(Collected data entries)
****************

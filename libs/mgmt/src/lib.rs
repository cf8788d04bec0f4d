//! # mqplane-mgmt
//!
//! The AMQP management protocol spoken between the queue scheduler and
//! broker processes.
//!
//! ## Protocol flow
//!
//! 1. Broker connects and sends `Open` with its container id (= group id)
//! 2. Scheduler replies `OpenOk` (or `Close` when the group is taken)
//! 3. Scheduler issues `Request` frames addressed to the broker's
//!    management node; application properties carry the verb and target
//!    queue name
//! 4. Broker replies `Response` frames correlated by correlation id with a
//!    numeric status and an optional body (queue-name list or count)
//!
//! Frames are length-prefixed JSON over any async byte stream. Request
//! correlation is a pending-request table keyed by correlation id with a
//! timeout sweep, so a reply arriving after its caller gave up is dropped
//! on the floor instead of waking the wrong call.

mod codec;
mod error;
mod frame;
mod pending;

pub use codec::{read_frame, write_frame, MAX_FRAME_LEN};
pub use error::{FrameError, ManagementError};
pub use frame::{
    status, ApplicationProperties, Frame, Method, MgmtResponse, ResponseBody,
    CONDITION_DECODE_ERROR, CONDITION_NOT_ALLOWED, CONDITION_RESOURCE_LOCKED, PROTOCOL_VERSION,
};
pub use pending::PendingRequests;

****************

— Action item —
Wherever the string "queue" occurs in the records above, copy that line.

— Output for this task —
//! The AMQP management protocol spoken between the queue scheduler and
//!    queue name
//!    numeric status and an optional body (queue-name list or count)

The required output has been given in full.